▸ REQUIRED WORK: Below are the entries to work from; restate word for word the portion that opens with the line containing "let Some((&first, rest))" and closes with the line containing "pub fn estimate(&self)", keeping both.

[Extracted records]
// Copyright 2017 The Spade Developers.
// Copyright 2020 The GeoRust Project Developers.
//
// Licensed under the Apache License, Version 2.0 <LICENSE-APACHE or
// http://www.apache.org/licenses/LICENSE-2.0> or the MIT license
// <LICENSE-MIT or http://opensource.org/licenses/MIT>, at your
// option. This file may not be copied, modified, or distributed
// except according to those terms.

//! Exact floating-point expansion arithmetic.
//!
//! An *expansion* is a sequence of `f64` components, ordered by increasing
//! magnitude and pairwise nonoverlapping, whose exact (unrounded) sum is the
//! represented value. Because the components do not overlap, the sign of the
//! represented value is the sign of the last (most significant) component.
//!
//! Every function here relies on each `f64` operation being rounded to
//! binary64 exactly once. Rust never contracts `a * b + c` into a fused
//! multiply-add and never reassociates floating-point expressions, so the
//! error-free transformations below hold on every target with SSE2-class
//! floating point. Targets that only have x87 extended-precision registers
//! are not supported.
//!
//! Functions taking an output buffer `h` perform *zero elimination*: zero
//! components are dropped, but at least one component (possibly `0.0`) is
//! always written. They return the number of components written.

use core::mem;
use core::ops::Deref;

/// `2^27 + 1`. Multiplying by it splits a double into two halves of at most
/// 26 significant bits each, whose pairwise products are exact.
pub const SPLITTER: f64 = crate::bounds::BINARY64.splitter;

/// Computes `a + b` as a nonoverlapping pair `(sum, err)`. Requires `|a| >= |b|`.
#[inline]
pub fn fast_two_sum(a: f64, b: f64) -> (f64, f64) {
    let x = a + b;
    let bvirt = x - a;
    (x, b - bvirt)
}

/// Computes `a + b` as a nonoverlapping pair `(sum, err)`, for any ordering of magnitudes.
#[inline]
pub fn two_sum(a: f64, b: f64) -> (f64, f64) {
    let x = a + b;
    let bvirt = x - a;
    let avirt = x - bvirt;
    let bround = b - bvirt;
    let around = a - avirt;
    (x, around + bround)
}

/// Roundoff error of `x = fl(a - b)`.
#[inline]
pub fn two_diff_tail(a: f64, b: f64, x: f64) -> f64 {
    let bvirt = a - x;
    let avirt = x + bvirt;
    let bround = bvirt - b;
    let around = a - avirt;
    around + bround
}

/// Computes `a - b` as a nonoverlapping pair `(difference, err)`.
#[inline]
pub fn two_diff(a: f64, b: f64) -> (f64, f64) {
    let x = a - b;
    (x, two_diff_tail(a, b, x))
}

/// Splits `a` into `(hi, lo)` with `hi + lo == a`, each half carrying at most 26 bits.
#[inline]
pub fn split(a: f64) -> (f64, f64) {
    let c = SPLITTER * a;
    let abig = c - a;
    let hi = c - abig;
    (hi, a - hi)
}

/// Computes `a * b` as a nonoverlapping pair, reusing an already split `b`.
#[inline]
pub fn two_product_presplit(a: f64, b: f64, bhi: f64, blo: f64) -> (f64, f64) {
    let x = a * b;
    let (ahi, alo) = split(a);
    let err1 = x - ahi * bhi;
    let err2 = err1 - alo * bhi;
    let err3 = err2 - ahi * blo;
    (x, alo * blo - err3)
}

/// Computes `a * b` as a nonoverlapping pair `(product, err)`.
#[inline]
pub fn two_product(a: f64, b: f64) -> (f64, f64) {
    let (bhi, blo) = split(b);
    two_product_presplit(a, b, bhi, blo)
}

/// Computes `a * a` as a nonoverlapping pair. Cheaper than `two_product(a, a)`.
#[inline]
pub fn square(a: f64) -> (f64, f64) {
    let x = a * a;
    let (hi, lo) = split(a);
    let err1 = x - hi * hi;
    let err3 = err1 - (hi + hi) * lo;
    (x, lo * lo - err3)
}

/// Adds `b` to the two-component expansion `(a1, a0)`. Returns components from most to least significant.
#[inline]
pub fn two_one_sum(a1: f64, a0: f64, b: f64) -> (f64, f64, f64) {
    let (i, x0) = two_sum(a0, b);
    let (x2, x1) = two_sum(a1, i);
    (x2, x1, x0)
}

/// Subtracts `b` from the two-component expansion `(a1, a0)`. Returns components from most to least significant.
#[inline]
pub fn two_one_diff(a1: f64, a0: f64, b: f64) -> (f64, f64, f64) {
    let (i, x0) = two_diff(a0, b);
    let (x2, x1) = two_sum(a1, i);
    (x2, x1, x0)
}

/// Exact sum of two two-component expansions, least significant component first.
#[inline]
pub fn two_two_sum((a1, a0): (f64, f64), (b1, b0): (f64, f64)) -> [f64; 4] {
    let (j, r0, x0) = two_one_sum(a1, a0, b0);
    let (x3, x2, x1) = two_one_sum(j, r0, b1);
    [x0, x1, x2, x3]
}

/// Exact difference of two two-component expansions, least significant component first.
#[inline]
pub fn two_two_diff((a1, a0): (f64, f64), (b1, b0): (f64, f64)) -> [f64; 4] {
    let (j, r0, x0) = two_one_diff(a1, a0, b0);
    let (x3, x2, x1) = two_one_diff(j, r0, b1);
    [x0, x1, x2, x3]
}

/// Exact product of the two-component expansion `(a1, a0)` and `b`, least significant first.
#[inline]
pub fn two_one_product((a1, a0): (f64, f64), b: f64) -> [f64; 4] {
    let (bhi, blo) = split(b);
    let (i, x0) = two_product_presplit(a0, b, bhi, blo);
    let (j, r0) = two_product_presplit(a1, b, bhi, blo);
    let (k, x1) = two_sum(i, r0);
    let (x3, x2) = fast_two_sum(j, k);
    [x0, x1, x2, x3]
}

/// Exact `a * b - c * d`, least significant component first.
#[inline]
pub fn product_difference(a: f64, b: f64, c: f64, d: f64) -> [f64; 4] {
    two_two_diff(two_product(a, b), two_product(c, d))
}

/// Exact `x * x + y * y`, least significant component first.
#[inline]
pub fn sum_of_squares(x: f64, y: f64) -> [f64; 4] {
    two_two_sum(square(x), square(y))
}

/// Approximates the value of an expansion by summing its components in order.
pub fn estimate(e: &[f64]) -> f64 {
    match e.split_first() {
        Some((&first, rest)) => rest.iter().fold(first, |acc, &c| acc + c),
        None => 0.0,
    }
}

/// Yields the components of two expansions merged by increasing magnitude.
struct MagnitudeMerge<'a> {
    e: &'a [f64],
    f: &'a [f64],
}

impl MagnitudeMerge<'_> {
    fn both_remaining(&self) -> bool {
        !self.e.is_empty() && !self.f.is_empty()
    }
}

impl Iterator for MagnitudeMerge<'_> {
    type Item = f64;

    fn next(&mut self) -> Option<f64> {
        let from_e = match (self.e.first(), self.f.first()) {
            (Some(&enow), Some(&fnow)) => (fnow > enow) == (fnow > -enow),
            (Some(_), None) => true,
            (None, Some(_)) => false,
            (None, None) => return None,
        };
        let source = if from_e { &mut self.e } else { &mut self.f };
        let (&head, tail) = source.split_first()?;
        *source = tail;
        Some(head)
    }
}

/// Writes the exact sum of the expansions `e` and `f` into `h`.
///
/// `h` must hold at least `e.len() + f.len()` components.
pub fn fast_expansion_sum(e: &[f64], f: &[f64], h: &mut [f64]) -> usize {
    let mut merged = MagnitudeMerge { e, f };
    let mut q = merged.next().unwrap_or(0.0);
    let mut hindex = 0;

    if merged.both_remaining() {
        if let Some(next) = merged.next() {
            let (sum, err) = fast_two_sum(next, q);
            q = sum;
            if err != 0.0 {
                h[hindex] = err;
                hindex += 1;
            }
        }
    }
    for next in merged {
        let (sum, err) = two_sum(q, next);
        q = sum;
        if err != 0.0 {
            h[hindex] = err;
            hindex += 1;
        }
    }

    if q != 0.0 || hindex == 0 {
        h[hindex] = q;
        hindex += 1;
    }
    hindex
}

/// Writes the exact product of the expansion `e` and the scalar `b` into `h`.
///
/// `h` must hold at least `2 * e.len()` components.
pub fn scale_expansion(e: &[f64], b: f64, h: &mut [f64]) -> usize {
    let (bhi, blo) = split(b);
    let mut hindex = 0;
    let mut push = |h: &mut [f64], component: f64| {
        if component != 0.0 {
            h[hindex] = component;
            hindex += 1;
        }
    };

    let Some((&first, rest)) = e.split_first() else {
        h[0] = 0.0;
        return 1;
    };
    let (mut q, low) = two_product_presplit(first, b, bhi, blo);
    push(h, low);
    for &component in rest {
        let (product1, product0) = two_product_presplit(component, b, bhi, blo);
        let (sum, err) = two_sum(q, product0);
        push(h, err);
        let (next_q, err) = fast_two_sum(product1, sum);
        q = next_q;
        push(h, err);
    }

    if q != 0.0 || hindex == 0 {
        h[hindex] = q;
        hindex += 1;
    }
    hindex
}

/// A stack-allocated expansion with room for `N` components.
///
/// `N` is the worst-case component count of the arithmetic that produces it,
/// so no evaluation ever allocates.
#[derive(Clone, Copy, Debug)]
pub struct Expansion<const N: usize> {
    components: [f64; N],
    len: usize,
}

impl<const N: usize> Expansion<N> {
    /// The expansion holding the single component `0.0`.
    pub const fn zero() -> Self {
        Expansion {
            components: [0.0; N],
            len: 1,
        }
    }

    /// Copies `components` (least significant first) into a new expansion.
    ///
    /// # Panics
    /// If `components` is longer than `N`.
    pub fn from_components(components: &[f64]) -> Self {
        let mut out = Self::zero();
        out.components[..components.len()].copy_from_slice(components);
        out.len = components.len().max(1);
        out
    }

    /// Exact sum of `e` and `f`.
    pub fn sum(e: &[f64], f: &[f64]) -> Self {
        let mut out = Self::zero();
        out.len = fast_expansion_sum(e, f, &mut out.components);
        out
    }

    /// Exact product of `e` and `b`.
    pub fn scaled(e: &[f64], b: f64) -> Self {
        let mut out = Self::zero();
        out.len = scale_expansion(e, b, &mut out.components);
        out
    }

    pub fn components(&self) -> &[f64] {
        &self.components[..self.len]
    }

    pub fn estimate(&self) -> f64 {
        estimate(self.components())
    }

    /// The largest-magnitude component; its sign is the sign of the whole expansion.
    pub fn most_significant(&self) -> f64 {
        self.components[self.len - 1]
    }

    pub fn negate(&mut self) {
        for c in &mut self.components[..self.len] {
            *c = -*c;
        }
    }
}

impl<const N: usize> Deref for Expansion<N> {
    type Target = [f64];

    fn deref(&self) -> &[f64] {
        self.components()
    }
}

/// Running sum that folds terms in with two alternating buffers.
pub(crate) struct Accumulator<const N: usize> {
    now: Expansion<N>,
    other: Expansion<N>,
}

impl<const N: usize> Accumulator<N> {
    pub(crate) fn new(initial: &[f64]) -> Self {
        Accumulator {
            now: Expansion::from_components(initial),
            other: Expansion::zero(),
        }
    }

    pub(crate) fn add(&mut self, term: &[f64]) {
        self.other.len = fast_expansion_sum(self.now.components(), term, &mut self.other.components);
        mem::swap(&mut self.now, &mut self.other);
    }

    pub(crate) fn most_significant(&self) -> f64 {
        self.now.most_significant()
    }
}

▸ ANSWER TO THIS EXERCISE:
    let Some((&first, rest)) = e.split_first() else {
        h[0] = 0.0;
        return 1;
    };
    let (mut q, low) = two_product_presplit(first, b, bhi, blo);
    push(h, low);
    for &component in rest {
        let (product1, product0) = two_product_presplit(component, b, bhi, blo);
        let (sum, err) = two_sum(q, product0);
        push(h, err);
        let (next_q, err) = fast_two_sum(product1, sum);
        q = next_q;
        push(h, err);
    }

    if q != 0.0 || hindex == 0 {
        h[hindex] = q;
        hindex += 1;
    }
    hindex
}

/// A stack-allocated expansion with room for `N` components.
///
/// `N` is the worst-case component count of the arithmetic that produces it,
/// so no evaluation ever allocates.
#[derive(Clone, Copy, Debug)]
pub struct Expansion<const N: usize> {
    components: [f64; N],
    len: usize,
}

impl<const N: usize> Expansion<N> {
    /// The expansion holding the single component `0.0`.
    pub const fn zero() -> Self {
        Expansion {
            components: [0.0; N],
            len: 1,
        }
    }

    /// Copies `components` (least significant first) into a new expansion.
    ///
    /// # Panics
    /// If `components` is longer than `N`.
    pub fn from_components(components: &[f64]) -> Self {
        let mut out = Self::zero();
        out.components[..components.len()].copy_from_slice(components);
        out.len = components.len().max(1);
        out
    }

    /// Exact sum of `e` and `f`.
    pub fn sum(e: &[f64], f: &[f64]) -> Self {
        let mut out = Self::zero();
        out.len = fast_expansion_sum(e, f, &mut out.components);
        out
    }

    /// Exact product of `e` and `b`.
    pub fn scaled(e: &[f64], b: f64) -> Self {
        let mut out = Self::zero();
        out.len = scale_expansion(e, b, &mut out.components);
        out
    }

    pub fn components(&self) -> &[f64] {
        &self.components[..self.len]
    }

    pub fn estimate(&self) -> f64 {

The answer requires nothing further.